Had a big wig from the hospital come in to observe my treatment yesterday and of course yesterday and today went smoothly and quickly! Let's hope it stays that way. I spoke with her after my treatment and said she would make sure my issues were addressed and no more 2 hours on the table. Yay!
Has anyone had any funny, timely, or inspirational songs play before your treatment or during treatment? I had to laugh today because I heard "Catch My Breath". (I'm doing gated breathing so it struck me as funny.) The lyrics really cheered me up:
Catching my breath, letting it go,
Turning my cheek for the sake of the show
Now that you know, this is my life,
I won't be told what's supposed to be right
Catch my breath, no one can hold me back,
I ain't got time for that
Catch my breath, won't let them get me down,
It's all so simple now
Addicted to the love I found
Heavy heart, now a weightless cloud
Making time for the ones that count
I'll spend the rest of my time
Laughing hard with the windows down
Leaving footprints all over town
Keeping faith, karma comes around
I will spend the rest of my life
You helped me see
The beauty in everything
Amen to that! -
it's not inspirational, but when I hear the song Radioactive, I think it's my theme song. Lol -
I love that song too! It is a great theme song. If you haven't seen the video, check it out. I feel like the little beat up pink teddy bear creature. I was definitely shooting lasers out of my eyes the days I had two hour treatments! lol... -
O Bluebird144 - it is so good to hear you chirping happily. Thank you for looking after yourself and for not quitting rads and not accepting torture as an option.
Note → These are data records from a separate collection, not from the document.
// SPDX-License-Identifier: BUSL-1.1
// Copyright (c) 2026 Alfred Jean LLC

//! Tests for the stage executor.
//!
//! The executor writes final-stage output to the shell's own stdout, so
//! assertions observe bytes through per-stage redirections into temp files.

use super::*;
use crate::{split_pipeline, History, Lexer, Stage};

mod pipeline;
mod redirections;
mod single;

/// Create a default executor for tests.
pub(crate) fn executor() -> ShellExecutor {
    ShellExecutor::new()
}

/// Parse a full line into pipeline stages.
pub(crate) fn stages(line: &str) -> Vec<Stage> {
    split_pipeline(line)
        .iter()
        .map(|part| Lexer::tokenize(part).expect("test line must tokenize"))
        .collect()
}

/// Execute a line against an empty history.
pub(crate) async fn run(line: &str) -> Result<ExecOutcome, ExecError> {
    executor().execute(&stages(line), &History::new()).await
}
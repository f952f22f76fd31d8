// SPDX-License-Identifier: BUSL-1.1
// Copyright (c) 2026 Alfred Jean LLC

//! Redirection directive tests: operator recognition, fd prefixes, target
//! reading, and last-wins behavior.

use crate::lexer::Lexer;
use crate::stage::{OutputRedirect, RedirMode, Stage};

fn lex(input: &str) -> Stage {
    Lexer::tokenize(input).expect("input must tokenize")
}

fn redirect(mode: RedirMode, target: &str) -> Option<OutputRedirect> {
    Some(OutputRedirect::new(mode, target))
}

// ---------------------------------------------------------------------------
// Operator forms
// ---------------------------------------------------------------------------

#[yare::parameterized(
    plain = { "echo hi > f", RedirMode::Truncate },
    append = { "echo hi >> f", RedirMode::Append },
    fd1 = { "echo hi 1> f", RedirMode::Truncate },
    fd1_append = { "echo hi 1>> f", RedirMode::Append },
)]
fn stdout_operators(input: &str, mode: RedirMode) {
    let stage = lex(input);
    assert_eq!(stage.tokens, ["echo", "hi"]);
    assert_eq!(stage.redirs.stdout, redirect(mode, "f"));
    assert_eq!(stage.redirs.stderr, None);
}

#[yare::parameterized(
    fd2 = { "cmd 2> f", RedirMode::Truncate },
    fd2_append = { "cmd 2>> f", RedirMode::Append },
)]
fn stderr_operators(input: &str, mode: RedirMode) {
    let stage = lex(input);
    assert_eq!(stage.tokens, ["cmd"]);
    assert_eq!(stage.redirs.stderr, redirect(mode, "f"));
    assert_eq!(stage.redirs.stdout, None);
}

#[test]
fn no_space_around_operator() {
    let stage = lex("echo hi>f");
    assert_eq!(stage.tokens, ["echo", "hi"]);
    assert_eq!(stage.redirs.stdout, redirect(RedirMode::Truncate, "f"));
}

#[test]
fn tabs_after_operator_are_skipped() {
    let stage = lex("echo > \t f");
    assert_eq!(stage.redirs.stdout, redirect(RedirMode::Truncate, "f"));
}

// ---------------------------------------------------------------------------
// File-descriptor prefixes
// ---------------------------------------------------------------------------

#[test]
fn bare_digit_before_operator_is_an_fd() {
    let stage = lex("cmd 2> err.txt");
    assert_eq!(stage.tokens, ["cmd"]);
    assert_eq!(stage.redirs.stderr, redirect(RedirMode::Truncate, "err.txt"));
}

#[test]
fn digit_argument_with_space_is_a_word() {
    // `echo 2 > f` writes the word `2`; the operator defaults to stdout.
    let stage = lex("echo 2 > f");
    assert_eq!(stage.tokens, ["echo", "2"]);
    assert_eq!(stage.redirs.stdout, redirect(RedirMode::Truncate, "f"));
    assert_eq!(stage.redirs.stderr, None);
}

#[test]
fn digit_inside_word_is_not_an_fd() {
    let stage = lex("a1> f");
    assert_eq!(stage.tokens, ["a1"]);
    assert_eq!(stage.redirs.stdout, redirect(RedirMode::Truncate, "f"));
}

#[test]
fn quoted_digit_is_a_word() {
    let stage = lex("echo '2'> f");
    assert_eq!(stage.tokens, ["echo", "2"]);
    assert_eq!(stage.redirs.stdout, redirect(RedirMode::Truncate, "f"));
}

#[test]
fn fd_three_is_a_word() {
    // Only fd 1 and fd 2 are recognized as prefixes.
    let stage = lex("cmd 3> f");
    assert_eq!(stage.tokens, ["cmd", "3"]);
    assert_eq!(stage.redirs.stdout, redirect(RedirMode::Truncate, "f"));
}

// ---------------------------------------------------------------------------
// Targets
// ---------------------------------------------------------------------------

#[test]
fn single_quoted_target_keeps_spaces() {
    let stage = lex("echo hi > 'my file.txt'");
    assert_eq!(stage.redirs.stdout, redirect(RedirMode::Truncate, "my file.txt"));
}

#[test]
fn double_quoted_target_keeps_spaces() {
    let stage = lex(r#"echo hi > "my file.txt""#);
    assert_eq!(stage.redirs.stdout, redirect(RedirMode::Truncate, "my file.txt"));
}

#[test]
fn escaped_space_in_target() {
    let stage = lex(r"echo hi > my\ file");
    assert_eq!(stage.redirs.stdout, redirect(RedirMode::Truncate, "my file"));
}

#[test]
fn partially_quoted_target_concatenates() {
    let stage = lex("echo > out'put'.txt");
    assert_eq!(stage.redirs.stdout, redirect(RedirMode::Truncate, "output.txt"));
}

#[test]
fn missing_target_is_recorded_empty() {
    // Fails later at open time; tokenization succeeds.
    let stage = lex("echo x >");
    assert_eq!(stage.tokens, ["echo", "x"]);
    assert_eq!(stage.redirs.stdout, redirect(RedirMode::Truncate, ""));
}

// ---------------------------------------------------------------------------
// Multiple directives
// ---------------------------------------------------------------------------

#[test]
fn last_directive_per_fd_wins() {
    let stage = lex("echo a > x > y");
    assert_eq!(stage.redirs.stdout, redirect(RedirMode::Truncate, "y"));
}

#[test]
fn last_wins_tracks_mode_too() {
    let stage = lex("cmd 2> x 2>> y");
    assert_eq!(stage.redirs.stderr, redirect(RedirMode::Append, "y"));
}

#[test]
fn streams_are_independent() {
    let stage = lex("cmd 1> out 2> err");
    assert_eq!(stage.redirs.stdout, redirect(RedirMode::Truncate, "out"));
    assert_eq!(stage.redirs.stderr, redirect(RedirMode::Truncate, "err"));
}

#[test]
fn arguments_after_a_target_are_kept() {
    let stage = lex("echo a > f b c");
    assert_eq!(stage.tokens, ["echo", "a", "b", "c"]);
    assert_eq!(stage.redirs.stdout, redirect(RedirMode::Truncate, "f"));
}

#[test]
fn adjacent_directives_without_spaces() {
    // The target ends at the next `>`, which opens a new directive.
    let stage = lex("echo >a>b");
    assert_eq!(stage.tokens, ["echo"]);
    assert_eq!(stage.redirs.stdout, redirect(RedirMode::Truncate, "b"));
}

// ---------------------------------------------------------------------------
// Quoting shields the operator
// ---------------------------------------------------------------------------

#[test]
fn quoted_gt_is_data() {
    let stage = lex("echo 'a > b'");
    assert_eq!(stage.tokens, ["echo", "a > b"]);
    assert!(stage.redirs.is_empty());
}

#[test]
fn escaped_gt_is_data() {
    let stage = lex(r"echo a\>b");
    assert_eq!(stage.tokens, ["echo", "a>b"]);
    assert!(stage.redirs.is_empty());
}
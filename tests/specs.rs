//! End-to-end REPL scenarios driving the built `reef` binary.
//!
//! Each test feeds a script to the shell's stdin and asserts on captured
//! stdout and the created filesystem state. EOF after the script terminates
//! the shell with status 0.

#[path = "specs/prelude.rs"]
mod prelude;

#[path = "specs/builtins.rs"]
mod builtins;
#[path = "specs/pipeline.rs"]
mod pipeline;
#[path = "specs/redirection.rs"]
mod redirection;
#[path = "specs/repl.rs"]
mod repl;
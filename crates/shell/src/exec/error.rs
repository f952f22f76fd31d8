// SPDX-License-Identifier: BUSL-1.1
// Copyright (c) 2026 Alfred Jean LLC

//! Executor error types.
//!
//! The `Display` strings are the exact user-facing diagnostics; printing
//! sites emit them verbatim, on stdout, and the loop continues.

use thiserror::Error;

#[derive(Debug, Error)]
pub enum ExecError {
    /// Command name is neither a builtin nor on `PATH`.
    #[error("{name}: command not found")]
    CommandNotFound { name: String },

    /// A redirection target could not be opened or created. The stage still
    /// runs, with the affected stream falling back to the shell's own.
    #[error("err: can not open file: {source}")]
    RedirectOpenFailed {
        target: String,
        #[source]
        source: std::io::Error,
    },
}

impl ExecError {
    pub fn not_found(name: impl Into<String>) -> Self {
        ExecError::CommandNotFound { name: name.into() }
    }
}
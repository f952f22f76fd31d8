// SPDX-License-Identifier: BUSL-1.1
// Copyright (c) 2026 Alfred Jean LLC

//! reef, an interactive POSIX-style command shell.
//!
//! The binary takes no flags: it starts the REPL on a current-thread
//! runtime and runs until `exit` or end of input. Log output is controlled
//! via `RUST_LOG` and goes to stderr so it never mixes with shell output.

mod repl;

use tracing_subscriber::EnvFilter;

#[tokio::main(flavor = "current_thread")]
async fn main() -> anyhow::Result<()> {
    tracing_subscriber::fmt()
        .with_env_filter(EnvFilter::from_default_env())
        .with_writer(std::io::stderr)
        .try_init()
        .map_err(|err| anyhow::anyhow!(err))?;

    repl::Repl::new().run().await;
    Ok(())
}
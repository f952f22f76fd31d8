//! Shared harness for end-to-end REPL scenarios.

use std::path::{Path, PathBuf};
use std::process::Output;

/// A scripted interactive session against the built binary.
pub struct Session {
    script: String,
    cwd: Option<PathBuf>,
    env: Vec<(String, String)>,
}

/// Start an empty session; chain `.line(..)` calls and finish with `.run()`.
pub fn session() -> Session {
    Session { script: String::new(), cwd: None, env: Vec::new() }
}

impl Session {
    /// Append one input line (newline added).
    pub fn line(mut self, line: &str) -> Self {
        self.script.push_str(line);
        self.script.push('\n');
        self
    }

    /// Run the shell from the given working directory.
    pub fn cwd(mut self, dir: &Path) -> Self {
        self.cwd = Some(dir.to_path_buf());
        self
    }

    /// Override an environment variable for the session.
    pub fn env(mut self, key: &str, value: &str) -> Self {
        self.env.push((key.to_string(), value.to_string()));
        self
    }

    /// Launch the binary, feed the script, wait for termination.
    pub fn run(self) -> SessionOutput {
        let mut cmd = assert_cmd::Command::cargo_bin("reef").expect("reef binary must build");
        cmd.write_stdin(self.script);
        if let Some(dir) = &self.cwd {
            cmd.current_dir(dir);
        }
        for (key, value) in &self.env {
            cmd.env(key, value);
        }
        let output = cmd.output().expect("shell must run to completion");
        SessionOutput { output }
    }
}

/// Captured result of a finished session.
pub struct SessionOutput {
    output: Output,
}

impl SessionOutput {
    pub fn succeeds(self) -> Self {
        assert!(
            self.output.status.success(),
            "shell exited with {:?}\nstdout: {}\nstderr: {}",
            self.output.status.code(),
            self.stdout(),
            String::from_utf8_lossy(&self.output.stderr),
        );
        self
    }

    pub fn stdout(&self) -> String {
        String::from_utf8_lossy(&self.output.stdout).into_owned()
    }

    pub fn stdout_has(self, needle: &str) -> Self {
        assert!(
            self.stdout().contains(needle),
            "stdout missing {:?}\nstdout: {}",
            needle,
            self.stdout(),
        );
        self
    }

    pub fn stdout_lacks(self, needle: &str) -> Self {
        assert!(
            !self.stdout().contains(needle),
            "stdout unexpectedly contains {:?}\nstdout: {}",
            needle,
            self.stdout(),
        );
        self
    }
}
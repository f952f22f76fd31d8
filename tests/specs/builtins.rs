//! Builtin behavior through the full shell: quoting, `type`, `pwd`/`cd`.

use crate::prelude::*;

#[test]
fn echo_joins_arguments() {
    session().line("echo hello").run().succeeds().stdout_has("hello\n");
}

#[test]
fn echo_single_quotes_preserve_spacing() {
    session()
        .line("echo 'hello   world'")
        .run()
        .succeeds()
        .stdout_has("hello   world\n");
}

#[test]
fn echo_double_quote_and_unquoted_escapes() {
    session()
        .line(r#"echo "a\"b" \$ \\"#)
        .run()
        .succeeds()
        .stdout_has("a\"b $ \\\n");
}

#[test]
fn adjacent_quoted_runs_form_one_word() {
    session()
        .line(r#"echo a"b c"d"#)
        .run()
        .succeeds()
        .stdout_has("ab cd\n");
}

#[test]
fn type_reports_shell_builtins() {
    session()
        .line("type echo")
        .run()
        .succeeds()
        .stdout_has("echo is a shell builtin\n");
}

#[test]
fn type_reports_not_found_names() {
    let empty = tempfile::tempdir().unwrap();
    session()
        .env("PATH", &empty.path().display().to_string())
        .line("type nosuch")
        .run()
        .succeeds()
        .stdout_has("nosuch not found\n");
}

#[test]
fn pwd_observes_cd() {
    let dir = tempfile::tempdir().unwrap();
    let target = dir.path().canonicalize().unwrap();
    session()
        .line(&format!("cd {}", target.display()))
        .line("pwd")
        .run()
        .succeeds()
        .stdout_has(&format!("{}\n", target.display()));
}

#[test]
fn cd_failure_reports_and_preserves_cwd() {
    let dir = tempfile::tempdir().unwrap();
    let start = dir.path().canonicalize().unwrap();
    session()
        .cwd(&start)
        .line("cd /no/such/dir")
        .line("pwd")
        .run()
        .succeeds()
        .stdout_has("cd: /no/such/dir: No such file or directory\n")
        .stdout_has(&format!("{}\n", start.display()));
}

#[test]
fn cd_tilde_uses_home() {
    let home = tempfile::tempdir().unwrap();
    let resolved = home.path().canonicalize().unwrap();
    session()
        .env("HOME", &resolved.display().to_string())
        .line("cd ~")
        .line("pwd")
        .run()
        .succeeds()
        .stdout_has(&format!("{}\n", resolved.display()));
}
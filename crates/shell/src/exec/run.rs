// SPDX-License-Identifier: BUSL-1.1
// Copyright (c) 2026 Alfred Jean LLC

//! Stage and pipeline execution logic.

use std::process::Stdio;

use tokio::io::AsyncWriteExt;
use tokio::process::{Child, Command};

use crate::builtins::{Builtin, BuiltinOutcome};
use crate::history::History;
use crate::path;
use crate::stage::Stage;

use super::error::ExecError;
use super::redirect::{self, StageFiles};

/// Signal from the executor back to the REPL loop.
#[derive(Debug, Clone, Copy, PartialEq, Eq)]
pub enum ExecOutcome {
    Continue,
    /// Standalone `exit` ran; terminate the REPL with status 0.
    Exit,
}

// ---------------------------------------------------------------------------
// Single-stage fast path
// ---------------------------------------------------------------------------

/// Run a one-stage pipeline.
///
/// Builtins execute in-process with redirection files substituted for the
/// duration. Externals are resolved first (an unresolvable name returns
/// [`ExecError::CommandNotFound`] before any redirection file is opened),
/// then spawned with inherited stdin and awaited. Exit status is not
/// propagated.
pub(crate) async fn run_single(
    stage: &Stage,
    history: &History,
) -> Result<ExecOutcome, ExecError> {
    let Some(name) = stage.name() else {
        return Ok(ExecOutcome::Continue);
    };

    if let Some(builtin) = Builtin::lookup(name) {
        let (files, errors) = redirect::open_stage_files(&stage.redirs);
        report(&errors);
        return Ok(run_builtin(builtin, stage.args(), history, files, true));
    }

    if path::find_executable(name).is_none() {
        return Err(ExecError::not_found(name));
    }

    let (files, errors) = redirect::open_stage_files(&stage.redirs);
    report(&errors);

    let mut command = Command::new(name);
    command.args(stage.args());
    // stdin stays the shell's own
    if let Some(file) = files.stdout {
        command.stdout(Stdio::from(file));
    }
    if let Some(file) = files.stderr {
        command.stderr(Stdio::from(file));
    }

    let cmd_span = tracing::info_span!(
        "shell.cmd",
        cmd = %name,
        exit_code = tracing::field::Empty,
    );

    match command.spawn() {
        Ok(mut child) => match child.wait().await {
            Ok(status) => {
                cmd_span.record("exit_code", status.code().unwrap_or(-1));
            }
            Err(error) => {
                tracing::warn!(cmd = %name, %error, "failed to wait for command");
            }
        },
        Err(error) => {
            tracing::warn!(cmd = %name, %error, "failed to spawn command");
        }
    }

    Ok(ExecOutcome::Continue)
}

// ---------------------------------------------------------------------------
// Multi-stage pipelines
// ---------------------------------------------------------------------------

/// How a stage was classified during planning.
enum StageKind {
    Builtin(Builtin),
    External,
    NotFound,
}

/// What the next stage reads as its stdin.
enum StageInput {
    /// The shell's own stdin (first stage only).
    Inherit,
    /// Read end of the previous external stage's stdout pipe.
    Pipe(tokio::process::ChildStdout),
    /// Captured output of a previous inline builtin, written to the next
    /// child's stdin after spawn.
    Buffer(Vec<u8>),
    /// The previous stage produced no pipeline output (stdout redirected to
    /// a file, spawn failed, or command not found): immediate end-of-file.
    Closed,
}

/// Run a pipeline of two or more stages.
///
/// Every stage is classified before anything launches. Stages are then
/// wired and started left to right (builtins synchronously inline,
/// externals without waiting), and finally all spawned children are
/// awaited in order. Per-stage redirections override the pipe assignment for the
/// affected stream. After return, no pipe end remains open in the parent.
pub(crate) async fn run_pipeline(
    stages: &[Stage],
    history: &History,
) -> Result<ExecOutcome, ExecError> {
    tracing::debug!(stages = stages.len(), "running pipeline");

    let kinds: Vec<StageKind> = stages
        .iter()
        .map(|stage| match stage.name() {
            Some(name) => match Builtin::lookup(name) {
                Some(builtin) => StageKind::Builtin(builtin),
                None if path::find_executable(name).is_some() => StageKind::External,
                None => StageKind::NotFound,
            },
            None => StageKind::NotFound,
        })
        .collect();

    let last = stages.len() - 1;
    let mut input = StageInput::Inherit;
    let mut children: Vec<(String, Child)> = Vec::new();

    for (i, (stage, kind)) in stages.iter().zip(&kinds).enumerate() {
        // Taking the predecessor's output up front also drops it on the
        // paths that never read it, closing the pipe end.
        let prev = std::mem::replace(&mut input, StageInput::Closed);
        let is_last = i == last;

        match kind {
            StageKind::NotFound => {
                let name = stage.name().unwrap_or_default();
                report(&[ExecError::not_found(name)]);
            }
            StageKind::Builtin(builtin) => {
                let (files, errors) = redirect::open_stage_files(&stage.redirs);
                report(&errors);
                drop(prev); // builtins read no stdin

                if is_last || files.stdout.is_some() {
                    run_builtin(*builtin, stage.args(), history, files, false);
                } else {
                    // Capture for the successor; fed to its stdin after
                    // spawn so the builtin cannot block on a full pipe.
                    let mut buffer = Vec::new();
                    let _stderr = files.stderr;
                    if let Err(error) = builtin.run(stage.args(), history, &mut buffer) {
                        tracing::warn!(builtin = builtin.name(), %error, "builtin failed");
                    }
                    input = StageInput::Buffer(buffer);
                }
            }
            StageKind::External => {
                let name = stage.name().unwrap_or_default();
                let (files, errors) = redirect::open_stage_files(&stage.redirs);
                report(&errors);

                let mut command = Command::new(name);
                command.args(stage.args());

                let mut stdin_data = None;
                match prev {
                    StageInput::Inherit => {}
                    StageInput::Pipe(upstream) => match TryInto::<Stdio>::try_into(upstream) {
                        Ok(stdio) => {
                            command.stdin(stdio);
                        }
                        Err(error) => {
                            tracing::warn!(cmd = %name, %error, "failed to adopt pipe");
                            command.stdin(Stdio::null());
                        }
                    },
                    StageInput::Buffer(data) => {
                        command.stdin(Stdio::piped());
                        stdin_data = Some(data);
                    }
                    StageInput::Closed => {
                        command.stdin(Stdio::null());
                    }
                }

                let piped = match files.stdout {
                    Some(file) => {
                        command.stdout(Stdio::from(file));
                        false
                    }
                    None if is_last => false, // the shell's stdout
                    None => {
                        command.stdout(Stdio::piped());
                        true
                    }
                };
                if let Some(file) = files.stderr {
                    command.stderr(Stdio::from(file));
                }

                match command.spawn() {
                    Ok(mut child) => {
                        if let Some(data) = stdin_data {
                            feed_stdin(&mut child, data).await;
                        }
                        if piped {
                            if let Some(stdout) = child.stdout.take() {
                                input = StageInput::Pipe(stdout);
                            }
                        }
                        children.push((name.to_string(), child));
                    }
                    Err(error) => {
                        tracing::warn!(cmd = %name, %error, "failed to spawn command");
                    }
                }
            }
        }
    }

    // Builtins already completed inline; await the externals in launch
    // order. Statuses are observed for tracing only.
    for (name, mut child) in children {
        match child.wait().await {
            Ok(status) => {
                tracing::debug!(cmd = %name, exit_code = status.code().unwrap_or(-1), "stage done");
            }
            Err(error) => {
                tracing::warn!(cmd = %name, %error, "failed to wait for command");
            }
        }
    }

    Ok(ExecOutcome::Continue)
}

// ---------------------------------------------------------------------------
// Helpers
// ---------------------------------------------------------------------------

/// Run a builtin stage with its output sink resolved.
///
/// The stderr target file, if any, was already opened (and thus created or
/// truncated) even though builtins never write stderr. `exit` terminates
/// the REPL only when standalone; inside a pipeline it is a no-op.
fn run_builtin(
    builtin: Builtin,
    args: &[String],
    history: &History,
    files: StageFiles,
    standalone: bool,
) -> ExecOutcome {
    let _stderr = files.stderr;

    if builtin == Builtin::Exit && !standalone {
        return ExecOutcome::Continue;
    }

    let result = match files.stdout {
        Some(mut file) => builtin.run(args, history, &mut file),
        None => {
            let stdout = std::io::stdout();
            let mut lock = stdout.lock();
            builtin.run(args, history, &mut lock)
        }
    };

    match result {
        Ok(BuiltinOutcome::Exit) if standalone => ExecOutcome::Exit,
        Ok(_) => ExecOutcome::Continue,
        Err(error) => {
            tracing::warn!(builtin = builtin.name(), %error, "builtin failed");
            ExecOutcome::Continue
        }
    }
}

/// Write captured builtin output into a spawned child's stdin, then close
/// it to signal end-of-file.
async fn feed_stdin(child: &mut Child, data: Vec<u8>) {
    let Some(mut stdin) = child.stdin.take() else {
        return;
    };
    if let Err(error) = stdin.write_all(&data).await {
        tracing::debug!(%error, "stdin feed interrupted");
    }
    drop(stdin);
}

/// Mid-stream diagnostics go to the shell's stdout, like every other
/// user-facing message in this shell.
fn report(errors: &[ExecError]) {
    for error in errors {
        println!("{error}");
    }
}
I mentioned once that when I had my pre-surgery MRI, checking to see if I had cancer anywhere else in da boobies - one of the songs I heard above the noise of the MRI machine was Bob Dylan singing Knockin' on Heaven's Door. I wasn't sure if I should laugh or cry. Like I told Summergal - at least they weren't playing Another One Bites the Dust!
honeybair - thanks for sharing - very good idea to keep yourself calm and happy - must try to remember it.
DeliriumPie - who sings Radioactive? - I have to listen to it.
denilynne - thanks for continuing MsP's positive terminology and bringing us light and healing while being "cool" enough to laugh about it all too.
I was talkting to my husband about the probability of me finishing rads in one piece and he said - Don't worry. You won't fall apart. You'll just fuse together into one solid blob like a bead of glass.
Now if some guys said this it might be totally out of line but we have a long history of joking about illness in my family (it helps us cope) and my DH is very sweet and supportive so I was OK with him joking. In fact - it made me laugh and I have been giggling about it all day.
I will save some more of our terrible humor to share another time.
Hugs -
I want a t-shirt that says "Radioactive!"
Bounce, the group Imagine Dragons does this song and it's great.
Ok, no. 3 rad was almost routine, which is comforting. Also there is a really nice tech there who's funny, so that's a win. I use aloe vera, Miaderm and emu oil.
This weekend I go to a conference on survivorship which should be interesting. I am so looking forward to being done! -
LisaSp - thanks for the info - will take a listen now.
I was thinking about printing this sign
on a T-Shirt but didn't want to scare other "normal" people who might be waiting for treatments.
Sorry the picture is so big.
I think the picture is funny but its actually better to think of radiation as healing rays of light rather than death rays! -
i am also on Aquaphor only. I am actually done with rads but still using Aquaphor only due to extreme red and peeling. I put a tissue over it or where a tank top as an undershirt. Before rads I was showering and just gently rubbing mild cleanser over it. I don't think you have to get it all off.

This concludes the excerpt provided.